— What you need to do —
No record may be left out; print them all verbatim.

— Stored data —
==*==
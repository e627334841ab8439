use std::path::Path;

use anyhow::Context;
use gridroute_core::RouterConfig;

pub fn check(path: &Path) -> anyhow::Result<()> {
    let config = RouterConfig::from_file(path)
        .with_context(|| format!("failed to load {}", path.display()))?;

    if let Err(e) = config.validate() {
        eprintln!("✗ {}: {e}", path.display());
        return Err(e.into());
    }

    println!("{}", summarize(&config)?);
    Ok(())
}

fn summarize(config: &RouterConfig) -> anyhow::Result<String> {
    let accelerators = config.build_accelerators()?;
    let total_capacity: u64 = accelerators.iter().map(|a| u64::from(a.capacity())).sum();
    let sim = config.simulation();

    Ok(format!(
        "✓ strategy {}, {} accelerators, total capacity {}\n  simulation: {} requests, {} workers, cost {}..={}, duration {}..={}",
        config.strategy_kind()?,
        accelerators.len(),
        total_capacity,
        sim.requests,
        sim.workers,
        sim.min_cost,
        sim.max_cost,
        sim.min_duration,
        sim.max_duration,
    ))
}

#[cfg(test)]
mod tests {
    use super::*;
    use gridroute_core::StrategyKind;

    #[test]
    fn summary_counts_capacity() {
        let config = RouterConfig::scaffold(StrategyKind::RoundRobin);
        let summary = summarize(&config).unwrap();
        assert!(summary.contains("strategy round_robin"));
        assert!(summary.contains("8 accelerators, total capacity 800"));
    }

    #[test]
    fn check_rejects_unknown_strategy() {
        let dir = tempfile::tempdir().unwrap();
        let path = dir.path().join("gridroute.toml");
        std::fs::write(
            &path,
            "strategy = \"least_connections\"\n\n[pool]\ncount = 2\ncapacity = 10\n",
        )
        .unwrap();

        let err = check(&path).unwrap_err();
        assert!(err.to_string().contains("least_connections"));
    }
}
//! Request routing — places requests on accelerators.
//!
//! The router owns the accelerator pool and one strategy. For every
//! request it walks the strategy's candidates and reserves capacity on
//! the first accelerator that accepts. Each reservation is a CAS on that
//! accelerator's own counter; there is no pool-wide lock on the hot path.

use std::collections::HashMap;

use tracing::{debug, info, trace};

use gridroute_core::{
    Accelerator, AcceleratorId, AcceleratorSnapshot, Request, RouterConfig, RoutingError,
    RoutingResult, StrategyKind,
};

use crate::stats::{RouterStats, StatsSnapshot};
use crate::strategy::Strategy;

/// Lifecycle of a router. There is no terminal state.
#[derive(Debug, Clone, Copy, PartialEq, Eq)]
pub enum RouterState {
    /// No accelerators registered; every request is rejected.
    Unconfigured,
    /// At least one accelerator registered.
    Ready,
}

/// Routes requests to accelerators with spare capacity.
///
/// Build it with `&mut` access, then share it (`&Router` or
/// `Arc<Router>`) between any number of routing threads.
#[derive(Debug)]
pub struct Router {
    /// Insertion-ordered pool; this is the round-robin rotation order.
    pool: Vec<Accelerator>,
    /// Accelerator id → position in `pool`.
    index: HashMap<AcceleratorId, usize>,
    strategy: Strategy,
    stats: RouterStats,
}

impl Router {
    /// Create an empty router using the named strategy.
    ///
    /// Accepts exactly `"round_robin"` and `"p2c"`.
    pub fn new(strategy_name: &str) -> RoutingResult<Self> {
        let kind: StrategyKind = strategy_name.parse()?;
        Ok(Self::with_strategy(Strategy::from_kind(kind)))
    }

    pub fn with_strategy(strategy: impl Into<Strategy>) -> Self {
        Self {
            pool: Vec::new(),
            index: HashMap::new(),
            strategy: strategy.into(),
            stats: RouterStats::new(),
        }
    }

    /// Build a router and its pool from a parsed config file.
    pub fn from_config(config: &RouterConfig) -> RoutingResult<Self> {
        let mut router = Self::new(&config.strategy)?;
        for acc in config.build_accelerators()? {
            router.add_accelerator(acc)?;
        }
        info!(
            strategy = %router.strategy_kind(),
            accelerators = router.len(),
            "router built from config"
        );
        Ok(router)
    }

    /// Append an accelerator to the pool.
    ///
    /// Fails with `DuplicateId` if the id is already registered; the pool
    /// is left unchanged.
    pub fn add_accelerator(&mut self, accelerator: Accelerator) -> RoutingResult<()> {
        let id = accelerator.id();
        if self.index.contains_key(&id) {
            return Err(RoutingError::DuplicateId(id));
        }
        self.index.insert(id, self.pool.len());
        debug!(
            accelerator = %id,
            capacity = accelerator.capacity(),
            pool_size = self.pool.len() + 1,
            "accelerator added"
        );
        self.pool.push(accelerator);
        Ok(())
    }

    /// Reserve `request.cost()` on one accelerator and return its id.
    ///
    /// Returns `None` when no candidate offered by the strategy has room.
    /// Either exactly one accelerator's load grows by the cost, or none does.
    pub fn route_request(&self, request: &Request) -> Option<AcceleratorId> {
        let cost = request.cost();
        for idx in self.strategy.candidates(&self.pool, request) {
            let accelerator = &self.pool[idx];
            self.stats.record_attempt();
            if accelerator.try_reserve(cost) {
                self.stats.record_routed(cost);
                trace!(
                    request = request.id(),
                    accelerator = %accelerator.id(),
                    cost,
                    "request routed"
                );
                return Some(accelerator.id());
            }
        }

        self.stats.record_rejected();
        trace!(request = request.id(), cost, "no accelerator available");
        None
    }

    /// Give `cost` back to an accelerator, flooring its load at zero.
    ///
    /// Returns the amount actually released.
    pub fn release(&self, id: AcceleratorId, cost: u32) -> RoutingResult<u32> {
        let accelerator = self
            .accelerator(id)
            .ok_or(RoutingError::UnknownAccelerator(id))?;
        let released = accelerator.release(cost);
        self.stats.record_released(released);
        trace!(accelerator = %id, cost, released, "capacity released");
        Ok(released)
    }

    pub fn accelerator(&self, id: AcceleratorId) -> Option<&Accelerator> {
        self.index.get(&id).map(|&idx| &self.pool[idx])
    }

    /// The pool in insertion order.
    pub fn accelerators(&self) -> &[Accelerator] {
        &self.pool
    }

    pub fn len(&self) -> usize {
        self.pool.len()
    }

    pub fn is_empty(&self) -> bool {
        self.pool.is_empty()
    }

    pub fn state(&self) -> RouterState {
        if self.pool.is_empty() {
            RouterState::Unconfigured
        } else {
            RouterState::Ready
        }
    }

    pub fn strategy_kind(&self) -> StrategyKind {
        self.strategy.kind()
    }

    pub fn stats(&self) -> StatsSnapshot {
        self.stats.snapshot()
    }

    /// Per-accelerator occupancy in pool order.
    pub fn snapshot(&self) -> Vec<AcceleratorSnapshot> {
        self.pool.iter().map(Accelerator::snapshot).collect()
    }
}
==*==
— Answer to this exercise —
repository e627334841ab8439
use std::path::Path;

use anyhow::Context;
use gridroute_core::RouterConfig;

pub fn check(path: &Path) -> anyhow::Result<()> {
    let config = RouterConfig::from_file(path)
        .with_context(|| format!("failed to load {}", path.display()))?;

    if let Err(e) = config.validate() {
        eprintln!("✗ {}: {e}", path.display());
        return Err(e.into());
    }

    println!("{}", summarize(&config)?);
    Ok(())
}

fn summarize(config: &RouterConfig) -> anyhow::Result<String> {
    let accelerators = config.build_accelerators()?;
    let total_capacity: u64 = accelerators.iter().map(|a| u64::from(a.capacity())).sum();
    let sim = config.simulation();

    Ok(format!(
        "✓ strategy {}, {} accelerators, total capacity {}\n  simulation: {} requests, {} workers, cost {}..={}, duration {}..={}",
        config.strategy_kind()?,
        accelerators.len(),
        total_capacity,
        sim.requests,
        sim.workers,
        sim.min_cost,
        sim.max_cost,
        sim.min_duration,
        sim.max_duration,
    ))
}

#[cfg(test)]
mod tests {
    use super::*;
    use gridroute_core::StrategyKind;

    #[test]
    fn summary_counts_capacity() {
        let config = RouterConfig::scaffold(StrategyKind::RoundRobin);
        let summary = summarize(&config).unwrap();
        assert!(summary.contains("strategy round_robin"));
        assert!(summary.contains("8 accelerators, total capacity 800"));
    }

    #[test]
    fn check_rejects_unknown_strategy() {
        let dir = tempfile::tempdir().unwrap();
        let path = dir.path().join("gridroute.toml");
        std::fs::write(
            &path,
            "strategy = \"least_connections\"\n\n[pool]\ncount = 2\ncapacity = 10\n",
        )
        .unwrap();

        let err = check(&path).unwrap_err();
        assert!(err.to_string().contains("least_connections"));
    }
}
//! Request routing — places requests on accelerators.
//!
//! The router owns the accelerator pool and one strategy. For every
//! request it walks the strategy's candidates and reserves capacity on
//! the first accelerator that accepts. Each reservation is a CAS on that
//! accelerator's own counter; there is no pool-wide lock on the hot path.

use std::collections::HashMap;

use tracing::{debug, info, trace};

use gridroute_core::{
    Accelerator, AcceleratorId, AcceleratorSnapshot, Request, RouterConfig, RoutingError,
    RoutingResult, StrategyKind,
};

use crate::stats::{RouterStats, StatsSnapshot};
use crate::strategy::Strategy;

/// Lifecycle of a router. There is no terminal state.
#[derive(Debug, Clone, Copy, PartialEq, Eq)]
pub enum RouterState {
    /// No accelerators registered; every request is rejected.
    Unconfigured,
    /// At least one accelerator registered.
    Ready,
}

/// Routes requests to accelerators with spare capacity.
///
/// Build it with `&mut` access, then share it (`&Router` or
/// `Arc<Router>`) between any number of routing threads.
#[derive(Debug)]
pub struct Router {
    /// Insertion-ordered pool; this is the round-robin rotation order.
    pool: Vec<Accelerator>,
    /// Accelerator id → position in `pool`.
    index: HashMap<AcceleratorId, usize>,
    strategy: Strategy,
    stats: RouterStats,
}

impl Router {
    /// Create an empty router using the named strategy.
    ///
    /// Accepts exactly `"round_robin"` and `"p2c"`.
    pub fn new(strategy_name: &str) -> RoutingResult<Self> {
        let kind: StrategyKind = strategy_name.parse()?;
        Ok(Self::with_strategy(Strategy::from_kind(kind)))
    }

    pub fn with_strategy(strategy: impl Into<Strategy>) -> Self {
        Self {
            pool: Vec::new(),
            index: HashMap::new(),
            strategy: strategy.into(),
            stats: RouterStats::new(),
        }
    }

    /// Build a router and its pool from a parsed config file.
    pub fn from_config(config: &RouterConfig) -> RoutingResult<Self> {
        let mut router = Self::new(&config.strategy)?;
        for acc in config.build_accelerators()? {
            router.add_accelerator(acc)?;
        }
        info!(
            strategy = %router.strategy_kind(),
            accelerators = router.len(),
            "router built from config"
        );
        Ok(router)
    }

    /// Append an accelerator to the pool.
    ///
    /// Fails with `DuplicateId` if the id is already registered; the pool
    /// is left unchanged.
    pub fn add_accelerator(&mut self, accelerator: Accelerator) -> RoutingResult<()> {
        let id = accelerator.id();
        if self.index.contains_key(&id) {
            return Err(RoutingError::DuplicateId(id));
        }
        self.index.insert(id, self.pool.len());
        debug!(
            accelerator = %id,
            capacity = accelerator.capacity(),
            pool_size = self.pool.len() + 1,
            "accelerator added"
        );
        self.pool.push(accelerator);
        Ok(())
    }

    /// Reserve `request.cost()` on one accelerator and return its id.
    ///
    /// Returns `None` when no candidate offered by the strategy has room.
    /// Either exactly one accelerator's load grows by the cost, or none does.
    pub fn route_request(&self, request: &Request) -> Option<AcceleratorId> {
        let cost = request.cost();
        for idx in self.strategy.candidates(&self.pool, request) {
            let accelerator = &self.pool[idx];
            self.stats.record_attempt();
            if accelerator.try_reserve(cost) {
                self.stats.record_routed(cost);
                trace!(
                    request = request.id(),
                    accelerator = %accelerator.id(),
                    cost,
                    "request routed"
                );
                return Some(accelerator.id());
            }
        }

        self.stats.record_rejected();
        trace!(request = request.id(), cost, "no accelerator available");
        None
    }

    /// Give `cost` back to an accelerator, flooring its load at zero.
    ///
    /// Returns the amount actually released.
    pub fn release(&self, id: AcceleratorId, cost: u32) -> RoutingResult<u32> {
        let accelerator = self
            .accelerator(id)
            .ok_or(RoutingError::UnknownAccelerator(id))?;
        let released = accelerator.release(cost);
        self.stats.record_released(released);
        trace!(accelerator = %id, cost, released, "capacity released");
        Ok(released)
    }

    pub fn accelerator(&self, id: AcceleratorId) -> Option<&Accelerator> {
        self.index.get(&id).map(|&idx| &self.pool[idx])
    }

    /// The pool in insertion order.
    pub fn accelerators(&self) -> &[Accelerator] {
        &self.pool
    }

    pub fn len(&self) -> usize {
        self.pool.len()
    }

    pub fn is_empty(&self) -> bool {
        self.pool.is_empty()
    }

    pub fn state(&self) -> RouterState {
        if self.pool.is_empty() {
            RouterState::Unconfigured
        } else {
            RouterState::Ready
        }
    }

    pub fn strategy_kind(&self) -> StrategyKind {
        self.strategy.kind()
    }

    pub fn stats(&self) -> StatsSnapshot {
        self.stats.snapshot()
    }

    /// Per-accelerator occupancy in pool order.
    pub fn snapshot(&self) -> Vec<AcceleratorSnapshot> {
        self.pool.iter().map(Accelerator::snapshot).collect()
    }
}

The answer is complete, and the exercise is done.